/// Binarization of the input image and the color-boundary index the
/// finder search runs on.

use image::GrayImage;

/// A dense 2D matrix of single-bit values stored one byte per cell.
///
/// Up to module sampling a set bit means a light pixel; the sampled
/// module matrix flips this so that 1 means a dark module.
#[derive(Clone, PartialEq, Eq, Debug)]
pub struct BitMatrix {
    width: usize,
    height: usize,
    data: Vec<u8>,
}

impl BitMatrix {
    pub fn new(width: usize, height: usize) -> BitMatrix {
        BitMatrix { width, height, data: vec![0u8; width * height] }
    }

    pub fn width(&self) -> usize {
        self.width
    }

    pub fn height(&self) -> usize {
        self.height
    }

    #[inline]
    pub fn get(&self, x: usize, y: usize) -> u8 {
        self.data[y * self.width + x]
    }

    #[inline]
    pub fn set(&mut self, x: usize, y: usize, value: u8) {
        self.data[y * self.width + x] = value;
    }

    /// A copy of the matrix with rows and columns exchanged, so the
    /// vertical boundary scan can reuse the horizontal one.
    pub fn transposed(&self) -> BitMatrix {
        let mut out = BitMatrix::new(self.height, self.width);
        for y in 0..self.height {
            for x in 0..self.width {
                out.set(y, x, self.get(x, y));
            }
        }
        out
    }

    /// Number of set cells.
    pub fn count_ones(&self) -> usize {
        self.data.iter().filter(|&&v| v != 0).count()
    }
}

/// Quantize a grayscale image into black and white pixels.
///
/// The threshold is the mid-range of the pixel values; anything strictly
/// above it counts as white. Good enough for the computer-rendered
/// symbols this decoder targets.
pub fn quantize(image: &GrayImage) -> BitMatrix {
    let (width, height) = image.dimensions();
    let mut min_pixel = u8::MAX;
    let mut max_pixel = u8::MIN;
    for pixel in image.pixels() {
        let v = pixel.0[0];
        if v < min_pixel { min_pixel = v; }
        if v > max_pixel { max_pixel = v; }
    }
    let threshold = (min_pixel as u16 + max_pixel as u16) / 2;

    let mut bits = BitMatrix::new(width as usize, height as usize);
    for (x, y, pixel) in image.enumerate_pixels() {
        if pixel.0[0] as u16 > threshold {
            bits.set(x as usize, y as usize, 1);
        }
    }
    bits
}

/// Per-row index of color boundaries.
///
/// `pos[y]` has `width + 2` entries: `pos[y][0] == 0`, then the X
/// coordinates of the first pixel after each color change in increasing
/// order, then `width` sentinels. `map[y][x]` counts the boundaries
/// strictly left of pixel x, which makes it a direct index into `pos`.
pub struct BoundaryIndex {
    pub pos: Vec<Vec<u32>>,
    pub map: Vec<Vec<u32>>,
}

/// Scan every row of the matrix for color boundaries.
pub fn scan_boundaries(bits: &BitMatrix) -> BoundaryIndex {
    let width = bits.width();
    let height = bits.height();

    let mut pos = Vec::with_capacity(height);
    let mut map = Vec::with_capacity(height);
    for y in 0..height {
        let mut row_pos = Vec::with_capacity(width + 2);
        let mut row_map = Vec::with_capacity(width);
        row_pos.push(0u32);
        let mut count = 0u32;
        if width > 0 {
            row_map.push(0u32);
        }
        for x in 1..width {
            if bits.get(x, y) != bits.get(x - 1, y) {
                row_pos.push(x as u32);
                count += 1;
            }
            row_map.push(count);
        }
        while row_pos.len() < width + 2 {
            row_pos.push(width as u32);
        }
        pos.push(row_pos);
        map.push(row_map);
    }

    BoundaryIndex { pos, map }
}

*Instructions for the task*: Print every entry exactly as written.

*Solution*:
/// Binarization of the input image and the color-boundary index the
/// finder search runs on.

use image::GrayImage;

/// A dense 2D matrix of single-bit values stored one byte per cell.
///
/// Up to module sampling a set bit means a light pixel; the sampled
/// module matrix flips this so that 1 means a dark module.
#[derive(Clone, PartialEq, Eq, Debug)]
pub struct BitMatrix {
    width: usize,
    height: usize,
    data: Vec<u8>,
}

impl BitMatrix {
    pub fn new(width: usize, height: usize) -> BitMatrix {
        BitMatrix { width, height, data: vec![0u8; width * height] }
    }

    pub fn width(&self) -> usize {
        self.width
    }

    pub fn height(&self) -> usize {
        self.height
    }

    #[inline]
    pub fn get(&self, x: usize, y: usize) -> u8 {
        self.data[y * self.width + x]
    }

    #[inline]
    pub fn set(&mut self, x: usize, y: usize, value: u8) {
        self.data[y * self.width + x] = value;
    }

    /// A copy of the matrix with rows and columns exchanged, so the
    /// vertical boundary scan can reuse the horizontal one.
    pub fn transposed(&self) -> BitMatrix {
        let mut out = BitMatrix::new(self.height, self.width);
        for y in 0..self.height {
            for x in 0..self.width {
                out.set(y, x, self.get(x, y));
            }
        }
        out
    }

    /// Number of set cells.
    pub fn count_ones(&self) -> usize {
        self.data.iter().filter(|&&v| v != 0).count()
    }
}

/// Quantize a grayscale image into black and white pixels.
///
/// The threshold is the mid-range of the pixel values; anything strictly
/// above it counts as white. Good enough for the computer-rendered
/// symbols this decoder targets.
pub fn quantize(image: &GrayImage) -> BitMatrix {
    let (width, height) = image.dimensions();
    let mut min_pixel = u8::MAX;
    let mut max_pixel = u8::MIN;
    for pixel in image.pixels() {
        let v = pixel.0[0];
        if v < min_pixel { min_pixel = v; }
        if v > max_pixel { max_pixel = v; }
    }
    let threshold = (min_pixel as u16 + max_pixel as u16) / 2;

    let mut bits = BitMatrix::new(width as usize, height as usize);
    for (x, y, pixel) in image.enumerate_pixels() {
        if pixel.0[0] as u16 > threshold {
            bits.set(x as usize, y as usize, 1);
        }
    }
    bits
}

/// Per-row index of color boundaries.
///
/// `pos[y]` has `width + 2` entries: `pos[y][0] == 0`, then the X
/// coordinates of the first pixel after each color change in increasing
/// order, then `width` sentinels. `map[y][x]` counts the boundaries
/// strictly left of pixel x, which makes it a direct index into `pos`.
pub struct BoundaryIndex {
    pub pos: Vec<Vec<u32>>,
    pub map: Vec<Vec<u32>>,
}

/// Scan every row of the matrix for color boundaries.
pub fn scan_boundaries(bits: &BitMatrix) -> BoundaryIndex {
    let width = bits.width();
    let height = bits.height();

    let mut pos = Vec::with_capacity(height);
    let mut map = Vec::with_capacity(height);
    for y in 0..height {
        let mut row_pos = Vec::with_capacity(width + 2);
        let mut row_map = Vec::with_capacity(width);
        row_pos.push(0u32);
        let mut count = 0u32;
        if width > 0 {
            row_map.push(0u32);
        }
        for x in 1..width {
            if bits.get(x, y) != bits.get(x - 1, y) {
                row_pos.push(x as u32);
                count += 1;
            }
            row_map.push(count);
        }
        while row_pos.len() < width + 2 {
            row_pos.push(width as u32);
        }
        pos.push(row_pos);
        map.push(row_map);
    }

    BoundaryIndex { pos, map }
}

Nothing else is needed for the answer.